Now don't get me wrong - I understand that employees HAVE to ask you all this crap. I know about mystery shoppers, I know that managers watch store video, blah blah blah - which is why I am SMILING when I say no, no, no. For christ's sake dude, it's not like I am dehumanizing you, I started that pointless convo about Bloody Roar prior to all this right? It's not even like there is some awesomeness in your pitches that I maybe JUST NEED TO GIVE A CHANCE and suddenly HOLY SHIT I TOTALLY WANT THAT, because guess what, there was a line! I heard EVERY SINGLE ONE of those fucking pitches when you delivered them to the LAST guy!
Anyway, I'm not going back to that place again.

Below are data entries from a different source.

//! Physical 512-byte ustar-family header: field layout, checksum
//! validation, and the parse/encode codec (SPEC_FULL.md §3, §4.3).

use crate::checksum::octal::{parse_octal, tar_checksum};
use crate::error::{Context, ErrorKind, ExtractError, Result};
use crate::tar::entry::{Entry, Kind};
use crate::tar::BLOCK_SIZE;

const NAME_RANGE: std::ops::Range<usize> = 0..100;
const MODE_RANGE: std::ops::Range<usize> = 100..108;
const UID_RANGE: std::ops::Range<usize> = 108..116;
const GID_RANGE: std::ops::Range<usize> = 116..124;
const SIZE_RANGE: std::ops::Range<usize> = 124..136;
const MTIME_RANGE: std::ops::Range<usize> = 136..148;
const CHECKSUM_RANGE: std::ops::Range<usize> = 148..156;
const TYPEFLAG_OFFSET: usize = 156;
const LINKNAME_RANGE: std::ops::Range<usize> = 157..257;
const MAGIC_RANGE: std::ops::Range<usize> = 257..263;
const UNAME_RANGE: std::ops::Range<usize> = 265..297;
const GNAME_RANGE: std::ops::Range<usize> = 297..329;
const DEVMAJOR_RANGE: std::ops::Range<usize> = 329..337;
const DEVMINOR_RANGE: std::ops::Range<usize> = 337..345;
const PREFIX_RANGE: std::ops::Range<usize> = 345..500;

const MAGIC_POSIX: &[u8; 6] = b"ustar\0";
const MAGIC_LEGACY: &[u8; 6] = b"ustar ";

/// A parsed 512-byte tape-archive header, prior to derivation into a logical
/// [`Entry`]. Kept separate from `Entry` because several header fields
/// (checksum, magic, version) have no place in the logical data model.
#[derive(Debug, Clone, PartialEq, Eq)]
pub struct Header {
    pub name: String,
    pub mode: u32,
    pub uid: u32,
    pub gid: u32,
    pub size: u64,
    pub mtime: i64,
    pub typeflag: u8,
    pub linkname: String,
    pub uname: String,
    pub gname: String,
    pub devmajor: u32,
    pub devminor: u32,
    pub prefix: String,
}

fn trimmed_string(bytes: &[u8]) -> String {
    let end = bytes.iter().position(|&b| b == 0).unwrap_or(bytes.len());
    String::from_utf8_lossy(&bytes[..end]).into_owned()
}

fn field_octal(block: &[u8; BLOCK_SIZE], range: std::ops::Range<usize>, ctx: &Context) -> Result<u64> {
    parse_octal(&block[range]).map_err(|e| {
        ExtractError::format(
            ErrorKind::CorruptedHeader,
            ctx.clone(),
            format!("invalid octal field: {e}"),
        )
    })
}

impl Header {
    /// Returns `true` if `block` is entirely zero bytes — the end-of-archive
    /// marker when it appears twice in a row.
    pub fn is_zero_block(block: &[u8; BLOCK_SIZE]) -> bool {
        block.iter().all(|&b| b == 0)
    }

    /// Parses a 512-byte header, validating the magic and checksum.
    pub fn parse(block: &[u8; BLOCK_SIZE], ctx: &Context) -> Result<Header> {
        let magic = &block[MAGIC_RANGE];
        if magic != MAGIC_POSIX && magic != MAGIC_LEGACY {
            return Err(ExtractError::format(
                ErrorKind::CorruptedHeader,
                ctx.clone(),
                format!("unrecognised tar magic {magic:?}"),
            ));
        }

        let expected_checksum = field_octal(block, CHECKSUM_RANGE, ctx)?;
        let actual_checksum = tar_checksum(block);
        if expected_checksum != actual_checksum {
            return Err(ExtractError::format(
                ErrorKind::ChecksumMismatch,
                ctx.clone(),
                format!(
                    "header checksum mismatch: expected {expected_checksum}, computed {actual_checksum}"
                ),
            ));
        }

        Ok(Header {
            name: trimmed_string(&block[NAME_RANGE]),
            mode: field_octal(block, MODE_RANGE, ctx)? as u32,
            uid: field_octal(block, UID_RANGE, ctx)? as u32,
            gid: field_octal(block, GID_RANGE, ctx)? as u32,
            size: field_octal(block, SIZE_RANGE, ctx)?,
            mtime: field_octal(block, MTIME_RANGE, ctx)? as i64,
            typeflag: block[TYPEFLAG_OFFSET],
            linkname: trimmed_string(&block[LINKNAME_RANGE]),
            uname: trimmed_string(&block[UNAME_RANGE]),
            gname: trimmed_string(&block[GNAME_RANGE]),
            devmajor: field_octal(block, DEVMAJOR_RANGE, ctx)? as u32,
            devminor: field_octal(block, DEVMINOR_RANGE, ctx)? as u32,
            prefix: trimmed_string(&block[PREFIX_RANGE]),
        })
    }

    /// Joins `prefix` and `name` and maps the typeflag to a logical [`Entry`].
    pub fn derive_entry(&self) -> Entry {
        let path = if self.prefix.is_empty() {
            self.name.clone()
        } else {
            format!("{}/{}", self.prefix, self.name)
        };

        let kind = Kind::from_typeflag(self.typeflag);
        let size = match kind {
            Kind::Directory | Kind::Symlink => 0,
            _ => self.size,
        };

        Entry {
            path,
            kind,
            size,
            mode: self.mode & 0o7777,
            mtime: self.mtime,
            uid: self.uid,
            gid: self.gid,
            uname: if self.uname.is_empty() { None } else { Some(self.uname.clone()) },
            gname: if self.gname.is_empty() { None } else { Some(self.gname.clone()) },
            link_target: if kind.is_link() && !self.linkname.is_empty() {
                Some(self.linkname.clone())
            } else {
                None
            },
            devmajor: self.devmajor,
            devminor: self.devminor,
        }
    }

    /// Builds a header from a logical entry, splitting `path` into
    /// `prefix`/`name` when it exceeds 100 bytes. Returns
    /// [`ErrorKind::FilenameTooLong`] when no split lets both halves fit, or
    /// when the link target exceeds 100 bytes.
    pub fn encode(entry: &Entry, ctx: &Context) -> Result<Header> {
        let (prefix, name) = split_path(&entry.path, ctx)?;

        if let Some(target) = &entry.link_target {
            if target.len() > 100 {
                return Err(ExtractError::format(
                    ErrorKind::FilenameTooLong,
                    ctx.clone(),
                    "link target exceeds 100 bytes",
                ));
            }
        }

        Ok(Header {
            name,
            mode: entry.mode & 0o7777,
            uid: entry.uid,
            gid: entry.gid,
            size: entry.size,
            mtime: entry.mtime,
            typeflag: entry.kind.to_typeflag(),
            linkname: entry.link_target.clone().unwrap_or_default(),
            uname: entry.uname.clone().unwrap_or_default(),
            gname: entry.gname.clone().unwrap_or_default(),
            devmajor: entry.devmajor,
            devminor: entry.devminor,
            prefix,
        })
    }

    /// Serialises this header into a 512-byte block, computing the checksum
    /// over the fully-populated block (with the checksum field blanked to
    /// spaces, per SPEC_FULL.md §3).
    pub fn to_block(&self, ctx: &Context) -> Result<[u8; BLOCK_SIZE]> {
        let mut block = [0u8; BLOCK_SIZE];

        write_str(&mut block[NAME_RANGE], &self.name, ctx)?;
        write_octal(&mut block[MODE_RANGE], self.mode as u64, ctx)?;
        write_octal(&mut block[UID_RANGE], self.uid as u64, ctx)?;
        write_octal(&mut block[GID_RANGE], self.gid as u64, ctx)?;
        write_octal(&mut block[SIZE_RANGE], self.size, ctx)?;
        if self.mtime < 0 {
            return Err(ExtractError::format(
                ErrorKind::Overflow,
                ctx.clone(),
                "negative mtime cannot be represented in the basic ustar octal encoding",
            ));
        }
        write_octal(&mut block[MTIME_RANGE], self.mtime as u64, ctx)?;
        block[TYPEFLAG_OFFSET] = self.typeflag;
        write_str(&mut block[LINKNAME_RANGE], &self.linkname, ctx)?;
        block[MAGIC_RANGE].copy_from_slice(MAGIC_POSIX);
        block[263..265].copy_from_slice(b"00");
        write_str(&mut block[UNAME_RANGE], &self.uname, ctx)?;
        write_str(&mut block[GNAME_RANGE], &self.gname, ctx)?;
        write_octal(&mut block[DEVMAJOR_RANGE], self.devmajor as u64, ctx)?;
        write_octal(&mut block[DEVMINOR_RANGE], self.devminor as u64, ctx)?;
        write_str(&mut block[PREFIX_RANGE], &self.prefix, ctx)?;

        // Checksum field is blanked to spaces before the sum is taken.
        for b in &mut block[CHECKSUM_RANGE] {
            *b = b' ';
        }
        let checksum = tar_checksum(&block);
        // 6 octal digits + NUL + space, the conventional GNU layout.
        let digits = format!("{checksum:06o}\0 ");
        block[CHECKSUM_RANGE].copy_from_slice(digits.as_bytes());

        Ok(block)
    }
}

fn write_str(field: &mut [u8], value: &str, ctx: &Context) -> Result<()> {
    let bytes = value.as_bytes();
    if bytes.len() > field.len() {
        return Err(ExtractError::format(
            ErrorKind::FilenameTooLong,
            ctx.clone(),
            format!("field value {value:?} exceeds {} bytes", field.len()),
        ));
    }
    field[..bytes.len()].copy_from_slice(bytes);
    Ok(())
}

fn write_octal(field: &mut [u8], value: u64, ctx: &Context) -> Result<()> {
    let digits = field.len() - 1;
    let max = 8u64.saturating_pow(digits as u32) - 1;
    if value > max {
        return Err(ExtractError::format(
            ErrorKind::Overflow,
            ctx.clone(),
            format!("value {value} does not fit in a {digits}-digit octal field"),
        ));
    }
    let text = format!("{value:0width$o}", width = digits);
    field[..digits].copy_from_slice(text.as_bytes());
    field[digits] = 0;
    Ok(())
}

/// Splits `path` into `(prefix, name)` such that `name.len() <= 100` and
/// `prefix.len() <= 155`, joining with `/` to reconstruct the original path.
/// Tries the rightmost `/` first (maximising how much lives in `name`, which
/// is the GNU/POSIX convention), falling back to earlier slashes.
fn split_path(path: &str, ctx: &Context) -> Result<(String, String)> {
    if path.len() <= 100 {
        return Ok((String::new(), path.to_string()));
    }

    let bytes = path.as_bytes();
    for (idx, &b) in bytes.iter().enumerate().rev() {
        if b != b'/' {
            continue;
        }
        let prefix = &path[..idx];
        let name = &path[idx + 1..];
        if prefix.len() <= 155 && !name.is_empty() && name.len() <= 100 {
            return Ok((prefix.to_string(), name.to_string()));
        }
    }

    Err(ExtractError::format(
        ErrorKind::FilenameTooLong,
        ctx.clone(),
        format!("path {path:?} ({} bytes) has no split fitting prefix<=155/name<=100", path.len()),
    ))
}

#[cfg(test)]
mod tests {
    use super::*;
    use crate::tar::Kind;

    fn ctx() -> Context {
        Context::new()
    }

    #[test]
    fn rejects_bad_magic() {
        let block = [0u8; BLOCK_SIZE];
        let err = Header::parse(&block, &ctx()).unwrap_err();
        assert_eq!(err.kind(), ErrorKind::CorruptedHeader);
    }

    #[test]
    fn zero_block_detection() {
        let block = [0u8; BLOCK_SIZE];
        assert!(Header::is_zero_block(&block));
        let mut nonzero = block;
        nonzero[0] = 1;
        assert!(!Header::is_zero_block(&nonzero));
    }

    #[test]
    fn encode_then_parse_roundtrips_regular_file() {
        let entry = Entry::new_file("hello.txt", 3);
        let header = Header::encode(&entry, &ctx()).unwrap();
        let block = header.to_block(&ctx()).unwrap();
        let parsed = Header::parse(&block, &ctx()).unwrap();
        let roundtripped = parsed.derive_entry();
        assert_eq!(roundtripped, entry);
    }

    #[test]
    fn encode_then_parse_roundtrips_symlink() {
        let mut entry = Entry::new_file("link", 0);
        entry.kind = Kind::Symlink;
        entry.link_target = Some("../target".to_string());
        let header = Header::encode(&entry, &ctx()).unwrap();
        let block = header.to_block(&ctx()).unwrap();
        let parsed = Header::parse(&block, &ctx()).unwrap().derive_entry();
        assert_eq!(parsed, entry);
    }

    #[test]
    fn long_path_splits_at_acceptable_boundary() {
        // 180-byte path with a '/' at byte 130: prefix 130 bytes (<=155),
        // name 49 bytes (<=100).
        let first = "a".repeat(130);
        let second = "b".repeat(49);
        let path = format!("{first}/{second}");
        assert_eq!(path.len(), 180);
        let entry = Entry::new_file(path.clone(), 0);
        let header = Header::encode(&entry, &ctx()).unwrap();
        let block = header.to_block(&ctx()).unwrap();
        let parsed = Header::parse(&block, &ctx()).unwrap().derive_entry();
        assert_eq!(parsed.path, path);
    }

    #[test]
    fn long_path_with_no_acceptable_split_fails() {
        // No '/' at all, and the path exceeds 100 bytes: encode must fail.
        let path = "x".repeat(180);
        let entry = Entry::new_file(path, 0);
        let err = Header::encode(&entry, &ctx()).unwrap_err();
        assert_eq!(err.kind(), ErrorKind::FilenameTooLong);
    }

    #[test]
    fn checksum_mismatch_is_detected() {
        let entry = Entry::new_file("a.txt", 0);
        let header = Header::encode(&entry, &ctx()).unwrap();
        let mut block = header.to_block(&ctx()).unwrap();
        block[0] = b'Z'; // corrupt the name without fixing the checksum
        let err = Header::parse(&block, &ctx()).unwrap_err();
        assert_eq!(err.kind(), ErrorKind::ChecksumMismatch);
    }

    #[test]
    fn typeflag_mapping() {
        assert_eq!(Kind::from_typeflag(b'0'), Kind::RegularFile);
        assert_eq!(Kind::from_typeflag(0), Kind::RegularFile);
        assert_eq!(Kind::from_typeflag(b'7'), Kind::RegularFile);
        assert_eq!(Kind::from_typeflag(b'1'), Kind::HardLink);
        assert_eq!(Kind::from_typeflag(b'2'), Kind::Symlink);
        assert_eq!(Kind::from_typeflag(b'3'), Kind::CharDevice);
        assert_eq!(Kind::from_typeflag(b'4'), Kind::BlockDevice);
        assert_eq!(Kind::from_typeflag(b'5'), Kind::Directory);
        assert_eq!(Kind::from_typeflag(b'6'), Kind::Fifo);
    }

    #[test]
    fn directory_and_symlink_size_forced_to_zero() {
        let mut block = [0u8; BLOCK_SIZE];
        block[MAGIC_RANGE].copy_from_slice(MAGIC_POSIX);
        block[263..265].copy_from_slice(b"00");
        block[TYPEFLAG_OFFSET] = b'5'; // directory
        write_octal(&mut block[SIZE_RANGE], 999, &ctx()).unwrap();
        for b in &mut block[CHECKSUM_RANGE] {
            *b = b' ';
        }
        let checksum = tar_checksum(&block);
        let digits = format!("{checksum:06o}\0 ");
        block[CHECKSUM_RANGE].copy_from_slice(digits.as_bytes());

        let entry = Header::parse(&block, &ctx()).unwrap().derive_entry();
        assert_eq!(entry.size, 0);
    }
}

GameStop is shitty too, but at least they hold it down to only one or two pitches per transaction, and their clerks have been a lot more livable since they instituted the mandatory one-hot-chick-behind-the-counter-per-shift rule a year or two ago. For some reason, the presence of the hot chick calms down the uber-dorks who normally man the store - they don't fawn all over you and try to be your friend constantly when Hot Chick is in the store... even though they don't fall all over Hot Chick either. Weird.
Heh, I totally relate. The last time, on Pitch#2
I smiled and said, "Not even a chance." The pitches stopped.
If you think gaming is bad, you should try bridal. I went to David's bridal to look at dresses and they actually DO NOT LET YOU TRY ON DRESSES UNLESS YOU GIVE THEM ALL YOUR PERSONAL INFO. Granted, I could do what I do with the retail game and hand out fake info but I thought it was bullshit. I don't agree with how they capitalize on a girl's BIG DAY and make a huge industry out of it by pressuring people in a vulnerable moment. I don't believe in a 10k wedding day. And I knew the MANDATORY info was so they could batter me with all their promotions and partners. I was like Christ, I'm asking you to spend several hundred dollars or more on a dress and you tell me no, not if I don't sign up to 1,000 sales pitches first?
So I went to a small bridal store, found a dress that was no longer in production but happened to fit me perfectly. Originally $1100, I got it for $189.
I know bridal stuff is not a man's fav subject but I think it epitomizes the retail games. Instead of "do you want fries with that" it's "do you want diamonds with that?"